‘Subalternas’: Cuban Afrotransfeminist and Decolonial Magazine (An Interview)

This is a conversation with storyteller, journalist and editor in chief of Subalternas, Mel Herrera. Questions and answers pry into a dubitative idea: how to resist the violence of the hegemonic perfomative? This is a problem that is still with us, as Donna J. Haraway points out. A problem distinct from the problem of lack of imagination that prevents us, at times, from imagining dissident theaters in which it is possible to produce another performative force.

What follows is an exercise in imagination (and not only imagination). Mel Herrera imagines a community of life. Alternative communities for survival.

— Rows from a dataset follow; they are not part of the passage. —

//! # Games-Consensus
//!
//! Consensus enforcement for the numbers/roulette betting game embedded in
//! ledger transactions.
//!
//! This crate provides pure, side-effect-free functions deciding whether a
//! transaction or block that places or settles a wager is well-formed and
//! economically sound. Every validating node must reach the same verdict,
//! so nothing here reads wall-clock time or node-local state.
//!
//! ## Architecture
//!
//! - Script template matcher ([`script`]): recognises bet redemption scripts
//!   and recovers the wagered numbers
//! - Bet descriptor extractor ([`descriptor`]): reads the per-output bet
//!   choices from a wager's data-carrier output
//! - Reward verifier ([`reward`]): recomputes a settlement's reward and fee
//! - Payoff auditor ([`payoff`]): bounds what a block may mint through wagers
//! - Format validator ([`format`]): structural rules for wager placements
//!
//! Game rules (payout multipliers, legal numbers, outcomes) are injected
//! through the traits in [`policy`]; ledger lookups through
//! [`chain::ChainView`].
//!
//! ## Design Principles
//!
//! 1. **Pure Functions**: All checks are deterministic and side-effect-free
//! 2. **Bounded Reads**: Script bytes are only read through bounds-checked cursors
//! 3. **Explicit Heights**: Rule activation is a function of the height passed in
//! 4. **Exact Version Pinning**: Consensus-critical hashing dependencies are pinned
//!
//! ## Usage
//!
//! ```rust
//! use games_consensus::GamesConsensus;
//! use games_consensus::config::GameParams;
//! use games_consensus::types::*;
//!
//! let consensus = GamesConsensus::new(GameParams::new(0x1000, 36, 1_000_000));
//! let tx = Transaction {
//!     version: 1 ^ 0x1000,
//!     inputs: vec![],
//!     outputs: vec![],
//!     lock_time: 0,
//! };
//! assert!(consensus.is_make_bet_tx(&tx));
//! ```

pub mod types;
pub mod constants;
pub mod opcodes;
pub mod error;
pub mod config;
pub mod cursor;
pub mod script;
pub mod descriptor;
pub mod policy;
pub mod chain;
pub mod economic;
pub mod block;
pub mod transaction;
pub mod reward;
pub mod payoff;
pub mod format;
pub mod builder;

// Re-export commonly used types
pub use types::*;
pub use constants::*;
pub use error::{ConsensusError, ErrorClass, Result, TemplateError};

use chain::ChainView;
use config::GameParams;
use descriptor::DataCarrier;
use format::MakeBetFormatValidator;
use payoff::BlockRewardAuditor;
use policy::{Policies, RewardPolicy};
use reward::SettlementReport;
use script::BetMatch;

/// Games consensus checks bound to one set of network parameters
#[derive(Debug, Clone)]
pub struct GamesConsensus {
    params: GameParams,
}

impl GamesConsensus {
    pub fn new(params: GameParams) -> Self {
        Self { params }
    }

    pub fn params(&self) -> &GameParams {
        &self.params
    }

    /// Whether `tx` carries the wager-placement version tag
    pub fn is_make_bet_tx(&self, tx: &Transaction) -> bool {
        transaction::is_make_bet_tx(tx, self.params.make_bet_indicator)
    }

    /// Match an input's scriptSig against the bet redemption template
    ///
    /// # Examples
    ///
    /// ```
    /// use games_consensus::GamesConsensus;
    /// use games_consensus::builder::{build_bet_script_sig, BetScript};
    /// use games_consensus::config::GameParams;
    /// use games_consensus::types::*;
    ///
    /// let consensus = GamesConsensus::new(GameParams::new(0x1000, 36, 1_000_000));
    /// let bet = BetScript { pubkey_hash: [0; 20], numbers: vec![17], argument: 36 };
    /// let input = TransactionInput {
    ///     prevout: OutPoint { hash: [1; 32], index: 0 },
    ///     script_sig: build_bet_script_sig(0, &[0x30; 71], &[0x02; 33], &bet).unwrap(),
    ///     sequence: 0xffffffff,
    /// };
    ///
    /// let matched = consensus.is_input_bet(&input).unwrap();
    /// assert_eq!(matched.bets_encoded, 1);
    /// assert_eq!(matched.numbers, vec![17]);
    /// ```
    pub fn is_input_bet(&self, input: &TransactionInput) -> Option<BetMatch> {
        script::is_input_bet(input)
    }

    /// Extract the bet descriptor of a wager-placement transaction
    ///
    /// # Examples
    ///
    /// ```
    /// use games_consensus::GamesConsensus;
    /// use games_consensus::builder::{data_carrier_script, PushForm};
    /// use games_consensus::config::GameParams;
    /// use games_consensus::types::*;
    ///
    /// let consensus = GamesConsensus::new(GameParams::new(0x1000, 36, 1_000_000));
    /// let tx = Transaction {
    ///     version: 1,
    ///     inputs: vec![],
    ///     outputs: vec![
    ///         TransactionOutput { value: 100, script_pubkey: vec![] },
    ///         TransactionOutput {
    ///             value: 0,
    ///             script_pubkey: data_carrier_script("17", PushForm::Direct).unwrap(),
    ///         },
    ///     ],
    ///     lock_time: 0,
    /// };
    ///
    /// let carrier = consensus.extract_descriptor(&tx).unwrap();
    /// assert_eq!(carrier.output_index, 1);
    /// assert_eq!(carrier.descriptor.as_str(), "17");
    /// ```
    pub fn extract_descriptor(&self, tx: &Transaction) -> Result<DataCarrier> {
        descriptor::extract_descriptor(tx)
    }

    /// Verify a settlement transaction, returning its reward breakdown
    pub fn verify_settlement(
        &self,
        height: Natural,
        tx: &Transaction,
        declared_in: Amount,
        declared_out: Amount,
        chain: &dyn ChainView,
        policies: &Policies<'_>,
    ) -> Result<SettlementReport> {
        let params = &self.params;
        reward::verify_settlement(height, tx, declared_in, declared_out, chain, policies, params)
    }

    /// Height-gated settlement check returning the verdict and the fee
    pub fn check_settlement(
        &self,
        height: Natural,
        tx: &Transaction,
        declared_in: Amount,
        declared_out: Amount,
        chain: &dyn ChainView,
        policies: &Policies<'_>,
    ) -> (ValidationResult, Amount) {
        let params = &self.params;
        reward::check_settlement(height, tx, declared_in, declared_out, chain, policies, params)
    }

    /// Payoff auditor for `block`, whose subsidy is `block_subsidy`
    pub fn block_auditor<'a>(
        &'a self,
        block: &'a Block,
        block_subsidy: Amount,
        policies: Policies<'a>,
    ) -> BlockRewardAuditor<'a> {
        BlockRewardAuditor::new(&self.params, block, block_subsidy, policies)
    }

    /// Whether `block`, connected at `height`, pays out more than its wagers allow
    pub fn is_bet_payoff_exceeded(
        &self,
        height: Natural,
        block: &Block,
        chain: &dyn ChainView,
        policies: Policies<'_>,
    ) -> bool {
        self.block_auditor(block, chain.block_subsidy(height), policies)
            .is_bet_payoff_exceeded(height)
    }

    /// Structural check of a wager-placement transaction
    pub fn tx_make_bet_verify(
        &self,
        tx: &Transaction,
        height: Natural,
        reward: &dyn RewardPolicy,
        ignore_hardfork: bool,
    ) -> ValidationResult {
        MakeBetFormatValidator::new(reward, &self.params)
            .tx_make_bet_verify(tx, height, ignore_hardfork)
    }
}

Mel, a few minutes ago I read your report “What Has Happened So Far in the Case of Brenda Díaz García?” I read it in the digital magazine Subalternas, a magazine you run. Could you explain to me how you understand subalternity?

When I speak of subalternity I am talking about a zone of dispossession, of contempt, of forgetfulness, of discarding, set apart, where the concerns, interests, ways of life, agency, representation, rights, yearnings and the very body of the damned of the earth (nod to Fanon) are housed; that zone of non-being he was talking about, where we have to camouflage our words and assimilate gestures and customs of the master in order to be understood, to be citizens, to be human. Because we are seduced by penetrating the territory of the hegemonic.

In other words, the subaltern for me is that which does not conform to the ideals of cis-hetero patriarchal and euronorcentric whiteness, which is not necessarily synonymous with cisheterosexual white men from Europe or the North. When we talk about whiteness, for example, we are not talking about the skin color of white people specifically. It is an ideological concept to refer to a system that privileges and has made universal, advanced, and desirable the interests, customs, ways of thinking and relating of white people with purchasing power. And that, therefore, has placed them collectively in a privileged position in this modern world system.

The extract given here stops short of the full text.